If you are considering a termination of pregnancy, you may have concerns about what to expect after the procedure. One of your worries may relate to whether you will experience pain afterwards. While every woman’s experience of a pregnancy termination is different, it is usual to experience a degree of pain, but the intensity of this varies from one woman to another. While it is possible to manage this pain using over-the-counter painkillers, you should monitor your pain, as in a minority of cases this may indicate an infection.
Whether you have a medical or surgical termination, it is typical to have cramping pains intermittently for around a week after pregnancy termination. You can take paracetamol or codeine to manage this pain, though you should avoid non-steroidal anti-inflammatory painkillers, such as aspirin and ibuprofen, as these increase the risk of heavy bleeding. You may find that a warm bath is another helpful way to ease the pain, but if you underwent a general anaesthetic to have your abortion, you should take care in the 24 hours following surgery and have someone with you for a day afterwards, as the anaesthetic can still make you drowsy hours later. Resting for a day or two after your termination may also help you to manage the discomfort, and while you should feel well enough to resume usual activities within a couple of days, every woman is different. Besides abdominal pain, if you are having a later termination, you may suffer with breast pain afterwards as well, though the same painkillers will offer relief and wearing a supportive bra will also help you to cope with this extra pain.
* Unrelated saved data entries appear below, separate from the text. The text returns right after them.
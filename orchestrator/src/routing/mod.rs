//! Routing fabric: service registry, policy evaluation, route resolution,
//! and peer-gone invalidation.
//!
//! The orchestrator answers route queries and relays signaling frames, but
//! is never on the data path between pods.

use std::sync::Arc;

use chrono::{DateTime, Utc};
use serde::Serialize;
use stark_common::events::{ChangeAction, ChangeEvent};
use stark_common::protocol::ServerFrame;
use stark_common::types::{NodeStatus, Pod, PodStatus, Service};
use stark_common::{Error, Result};
use stark_store::{Store, StoreError, policies, services};
use uuid::Uuid;

use crate::agent::Connections;
use crate::metrics;

pub mod ingress;
pub mod policy;
pub mod service_registry;

pub use policy::{Decision, PolicyEngine, PolicySnapshot};
pub use service_registry::ServiceRegistry;

/// Answer to a route query, over the agent channel or the control API.
#[derive(Debug, Clone, Serialize)]
#[serde(rename_all = "camelCase")]
pub struct RouteResolution {
    #[serde(skip_serializing_if = "Option::is_none")]
    pub target_pod_id: Option<Uuid>,
    #[serde(skip_serializing_if = "Option::is_none")]
    pub target_node_id: Option<Uuid>,
    pub policy_allowed: bool,
    #[serde(skip_serializing_if = "Option::is_none")]
    pub deny_reason: Option<String>,
}

pub struct RoutingFabric {
    pub registry: Arc<ServiceRegistry>,
    pub policy: PolicyEngine,
    store: Store,
    connections: Arc<Connections>,
}

impl RoutingFabric {
    /// The endpoint registry is shared with the ingress listeners, so it is
    /// handed in rather than owned.
    pub fn new(
        store: Store,
        connections: Arc<Connections>,
        registry: Arc<ServiceRegistry>,
    ) -> Self {
        Self {
            registry,
            policy: PolicyEngine::new(),
            store,
            connections,
        }
    }

    /// Resolve a source -> target route by service ids: policy first, then a
    /// least-recently-used healthy endpoint.
    pub async fn resolve(
        &self,
        source_service_id: Uuid,
        target_service_id: Uuid,
    ) -> Result<RouteResolution> {
        let source = services::get_by_id(&self.store, source_service_id).await?;
        let target = services::get_by_id(&self.store, target_service_id).await?;
        Ok(self.resolve_services(&source.name, &target))
    }

    /// Policy is evaluated in the target's namespace.
    pub fn resolve_services(&self, source_name: &str, target: &Service) -> RouteResolution {
        let decision = self
            .policy
            .evaluate(source_name, &target.name, &target.namespace);
        metrics::route_resolved(decision.allowed);
        if !decision.allowed {
            return RouteResolution {
                target_pod_id: None,
                target_node_id: None,
                policy_allowed: false,
                deny_reason: decision.deny_reason,
            };
        }
        match self.registry.pick(&target.name) {
            Some((pod_id, node_id)) => RouteResolution {
                target_pod_id: Some(pod_id),
                target_node_id: Some(node_id),
                policy_allowed: true,
                deny_reason: None,
            },
            None => RouteResolution {
                target_pod_id: None,
                target_node_id: None,
                policy_allowed: true,
                deny_reason: Some("NoHealthyEndpoints".into()),
            },
        }
    }

    /// Rebuild the policy snapshot from the store.
    pub async fn sync_policies(&self) -> Result<()> {
        let policy_rows = policies::list(&self.store, None).await?;
        let service_rows = services::list_all(&self.store).await?;
        self.policy
            .replace(PolicySnapshot::build(&policy_rows, &service_rows));
        Ok(())
    }

    /// React to a pod change event: pods entering `running` become
    /// routable, pods leaving it are withdrawn and peers are told.
    pub async fn on_pod_event(&self, event: &ChangeEvent) -> Result<()> {
        let new: Option<Pod> = event
            .new
            .clone()
            .and_then(|v| serde_json::from_value(v).ok());
        let old: Option<Pod> = event
            .old
            .clone()
            .and_then(|v| serde_json::from_value(v).ok());

        match (&old, &new) {
            (_, Some(pod)) if pod.status == PodStatus::Running => {
                let Some(service_id) = pod.service_id else {
                    return Ok(());
                };
                let Some(node_id) = pod.node_id else {
                    return Ok(());
                };
                let service = match services::get_by_id(&self.store, service_id).await {
                    Ok(svc) => svc,
                    Err(StoreError::NotFound(_)) => return Ok(()),
                    Err(e) => return Err(e.into()),
                };
                self.registry.add(&service.name, pod.id, node_id);
            }
            (Some(was), current) => {
                let gone = match current {
                    Some(pod) => pod.status != PodStatus::Running,
                    None => true,
                };
                if was.status == PodStatus::Running && gone {
                    self.withdraw_pod(was.id).await;
                }
            }
            _ => {}
        }
        Ok(())
    }

    /// React to node change events: heartbeat refreshes endpoint ages,
    /// offline/deleted nodes lose all endpoints.
    pub async fn on_node_event(&self, event: &ChangeEvent) -> Result<()> {
        let Some(new) = event.new.clone() else {
            return Ok(());
        };
        let node: stark_common::types::Node = match serde_json::from_value(new) {
            Ok(node) => node,
            Err(_) => return Ok(()),
        };
        match node.status {
            NodeStatus::Offline | NodeStatus::Draining => {
                for (service, pod_id) in self.registry.remove_node(node.id) {
                    self.broadcast_peer_gone(&service, pod_id).await;
                }
            }
            _ if event.action == ChangeAction::Deleted => {
                for (service, pod_id) in self.registry.remove_node(node.id) {
                    self.broadcast_peer_gone(&service, pod_id).await;
                }
            }
            _ => {
                if let Some(at) = node.last_heartbeat {
                    self.registry.touch_node(node.id, at);
                }
            }
        }
        Ok(())
    }

    async fn withdraw_pod(&self, pod_id: Uuid) {
        if let Some(service) = self.registry.remove_pod(pod_id) {
            self.broadcast_peer_gone(&service, pod_id).await;
        }
    }

    /// Tell every agent a routable pod is gone so cached resolutions drop.
    async fn broadcast_peer_gone(&self, service: &str, pod_id: Uuid) {
        self.connections
            .broadcast(ServerFrame::PeerGone {
                pod_id,
                service: service.to_string(),
            })
            .await;
    }

    /// Expire endpoints whose node heartbeats lag past the threshold.
    pub fn expire(&self, now: DateTime<Utc>, unhealthy_after_secs: i64) {
        self.registry.expire(now, unhealthy_after_secs);
    }

    /// Relay a peer-signal frame to the target pod's node, untouched.
    pub async fn relay_peer_signal(
        &self,
        signal: stark_common::protocol::PeerSignal,
    ) -> Result<()> {
        let pod = stark_store::pods::get_by_id(&self.store, signal.target_pod_id).await?;
        let node_id = pod
            .node_id
            .ok_or_else(|| Error::NotFound(format!("pod {} is not placed", pod.id)))?;
        metrics::peer_signal_relayed();
        self.connections
            .send_to_node(node_id, ServerFrame::PeerSignal(signal))
            .await
    }
}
While you are prescribed antibiotics to reduce the risk of an infection after your pregnancy termination, this is still a possibility, and heightened pain can signal a possible infection. Other measures to reduce your risk of infection include using sanitary pads rather than tampons to manage your blood loss and avoiding sex till you stop bleeding. However, if you are concerned by your level of pain and you also experience a high temperature, unusual discharge or heavy bleeding, you should seek medical advice, owing to the likelihood that you have an infection. Although antibiotics can treat your infection, it is important that you don’t delay getting help, as if your infection remains untreated, this makes you more likely to develop a serious infection such as pelvic inflammatory disease. This can have serious consequences for your future reproductive health, as pelvic inflammatory disease causes damage to your fallopian tubes. As a result, it can make it harder for sperm to fertilize your eggs, increasing your risk of fertility. That’s not all though, as if fertilization does occur, implantation is more likely to occur within the fallopian tube, leading to an ectopic pregnancy, which is both non-viable and potentially life-threatening to you as the mother. However, these risks are greatly minimised by following guidance to reduce the chance of infection after pregnancy termination and seeking prompt treatment if you are concerned you may have the signs of an infection.
You may not just be worried about the physical pain of a termination, but the emotional pain that may go with it. Your emotions after a pregnancy termination will usually depend on the reasons for ending your pregnancy and whether you felt comfortable with your decision. It’s also common to feel a mix of emotions, so you may feel relieved after the procedure, but sad at the same time. However, having a termination should not leave you with any lasting emotional problems, as feelings of guilt, regret and sadness rarely linger. It’s also reassuring that an uncomplicated termination should not affect your ability to conceive or carry a healthy pregnancy in the future, so knowing this can help to ease any worries that you may have surrounding this. One factor that may influence how long you suffer emotionally after an abortion is your pre-existing mental health, as if you have a history of issues that affect your mental wellness, you may find that an unplanned pregnancy and termination trigger a relapse. If you are struggling emotionally after ending a pregnancy though, discussing your feelings with your doctor will allow you to receive specialist advice and support.